§ Raw data
****
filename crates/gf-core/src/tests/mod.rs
mod models;
#![allow(dead_code)]

use gf_session::{DocumentStore, Result as SessionResult, SessionError};

use std::collections::HashMap;
use std::sync::Mutex;
use std::sync::atomic::{AtomicBool, AtomicUsize, Ordering};

use async_trait::async_trait;
use serde_json::Value;
use tokio::sync::Semaphore;

const RELEASED_PERMITS: usize = 1024;

/// In-memory document store with failure injection and a gate that holds
/// reads until released.
pub struct FakeDocumentStore {
    documents: Mutex<HashMap<(String, String), Value>>,
    held: AtomicBool,
    gate: Semaphore,
    pub failing_gets: AtomicUsize,
    pub fail_sets: AtomicBool,
    pub get_calls: AtomicUsize,
    pub set_calls: AtomicUsize,
}

impl Default for FakeDocumentStore {
    fn default() -> Self {
        Self {
            documents: Mutex::new(HashMap::new()),
            held: AtomicBool::new(false),
            gate: Semaphore::new(0),
            failing_gets: AtomicUsize::new(0),
            fail_sets: AtomicBool::new(false),
            get_calls: AtomicUsize::new(0),
            set_calls: AtomicUsize::new(0),
        }
    }
}

impl FakeDocumentStore {
    pub fn with_document(self, collection: &str, id: &str, document: Value) -> Self {
        self.insert(collection, id, document);
        self
    }

    pub fn insert(&self, collection: &str, id: &str, document: Value) {
        self.documents
            .lock()
            .unwrap()
            .insert((collection.to_string(), id.to_string()), document);
    }

    pub fn stored(&self, collection: &str, id: &str) -> Option<Value> {
        self.documents
            .lock()
            .unwrap()
            .get(&(collection.to_string(), id.to_string()))
            .cloned()
    }

    /// Block every read until `release` is called.
    pub fn hold(&self) {
        self.held.store(true, Ordering::SeqCst);
    }

    pub fn release(&self) {
        self.held.store(false, Ordering::SeqCst);
        self.gate.add_permits(RELEASED_PERMITS);
    }

    pub fn fail_next_gets(&self, count: usize) {
        self.failing_gets.store(count, Ordering::SeqCst);
    }

    pub fn gets(&self) -> usize {
        self.get_calls.load(Ordering::SeqCst)
    }

    pub fn sets(&self) -> usize {
        self.set_calls.load(Ordering::SeqCst)
    }
}

#[async_trait]
impl DocumentStore for FakeDocumentStore {
    async fn get(&self, collection: &str, id: &str) -> SessionResult<Option<Value>> {
        self.get_calls.fetch_add(1, Ordering::SeqCst);

        if self.held.load(Ordering::SeqCst) {
            if let Ok(permit) = self.gate.acquire().await {
                permit.forget();
            }
        }

        let failing = self.failing_gets.load(Ordering::SeqCst);
        if failing > 0 {
            self.failing_gets.store(failing - 1, Ordering::SeqCst);
            return Err(SessionError::remote_service("document service unavailable"));
        }

        Ok(self.stored(collection, id))
    }

    async fn set(&self, collection: &str, id: &str, document: Value) -> SessionResult<()> {
        self.set_calls.fetch_add(1, Ordering::SeqCst);
        if self.fail_sets.load(Ordering::SeqCst) {
            return Err(SessionError::remote_service("write rejected"));
        }
        self.insert(collection, id, document);
        Ok(())
    }
}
****
§ Assignment
Print nothing except the lines from the line containing "self.set_calls.fetch_add(1, Ordering::SeqCst);" to the end of the listing, exactly as written.

§ Completed exercise
        self.set_calls.fetch_add(1, Ordering::SeqCst);
        if self.fail_sets.load(Ordering::SeqCst) {
            return Err(SessionError::remote_service("write rejected"));
        }
        self.insert(collection, id, document);
        Ok(())
    }
}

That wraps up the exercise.